┌─ DATA

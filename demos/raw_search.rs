//! Example: raw-mode search without a browser.
//!
//! Run with: `cargo run --example raw_search -- "rust programming" duckduckgo`

use std::sync::Arc;

use a3s_serp::config::Settings;
use a3s_serp::engines::build_registry;
use a3s_serp::transport::RawTransport;
use a3s_serp::{apply_limit, deduplicate, Query};

#[tokio::main]
async fn main() -> anyhow::Result<()> {
    tracing_subscriber::fmt::init();

    let mut args = std::env::args().skip(1);
    let text = args.next().unwrap_or_else(|| "rust programming language".to_string());
    let engine = args.next().unwrap_or_else(|| "duckduckgo".to_string());

    // Raw mode: every engine fetches pages over HTTP instead of driving Chrome
    let mut settings = Settings::default();
    settings.app.raw_requests = true;
    let registry = build_registry(&settings, None, Arc::new(RawTransport::new()), None)?;

    let Some(engine) = registry.get(&engine) else {
        anyhow::bail!("unknown engine '{}', try one of {:?}", engine, registry.names());
    };

    let query = Query::new(text).with_limit(10);
    println!("Searching {} for: {}", engine.name(), query.text);
    println!();

    engine.rate_limiter().acquire().await;
    let results = apply_limit(deduplicate(engine.search(&query).await?), query.limit);

    println!("Found {} results", results.len());
    println!();
    for result in &results {
        println!("{}. {}", result.rank, result.title);
        println!("   URL: {}", result.url);
        if !result.description.is_empty() {
            println!("   {}", result.description);
        }
        println!();
    }

    Ok(())
}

└─

> **TASK TO CARRY OUT**: The full set of entries above needs to be restated word for word.

> **REPLY**:
filename demos/raw_search.rs
//! Example: raw-mode search without a browser.
//!
//! Run with: `cargo run --example raw_search -- "rust programming" duckduckgo`

use std::sync::Arc;

use a3s_serp::config::Settings;
use a3s_serp::engines::build_registry;
use a3s_serp::transport::RawTransport;
use a3s_serp::{apply_limit, deduplicate, Query};

#[tokio::main]
async fn main() -> anyhow::Result<()> {
    tracing_subscriber::fmt::init();

    let mut args = std::env::args().skip(1);
    let text = args.next().unwrap_or_else(|| "rust programming language".to_string());
    let engine = args.next().unwrap_or_else(|| "duckduckgo".to_string());

    // Raw mode: every engine fetches pages over HTTP instead of driving Chrome
    let mut settings = Settings::default();
    settings.app.raw_requests = true;
    let registry = build_registry(&settings, None, Arc::new(RawTransport::new()), None)?;

    let Some(engine) = registry.get(&engine) else {
        anyhow::bail!("unknown engine '{}', try one of {:?}", engine, registry.names());
    };

    let query = Query::new(text).with_limit(10);
    println!("Searching {} for: {}", engine.name(), query.text);
    println!();

    engine.rate_limiter().acquire().await;
    let results = apply_limit(deduplicate(engine.search(&query).await?), query.limit);

    println!("Found {} results", results.len());
    println!();
    for result in &results {
        println!("{}. {}", result.rank, result.title);
        println!("   URL: {}", result.url);
        if !result.description.is_empty() {
            println!("   {}", result.description);
        }
        println!();
    }

    Ok(())
}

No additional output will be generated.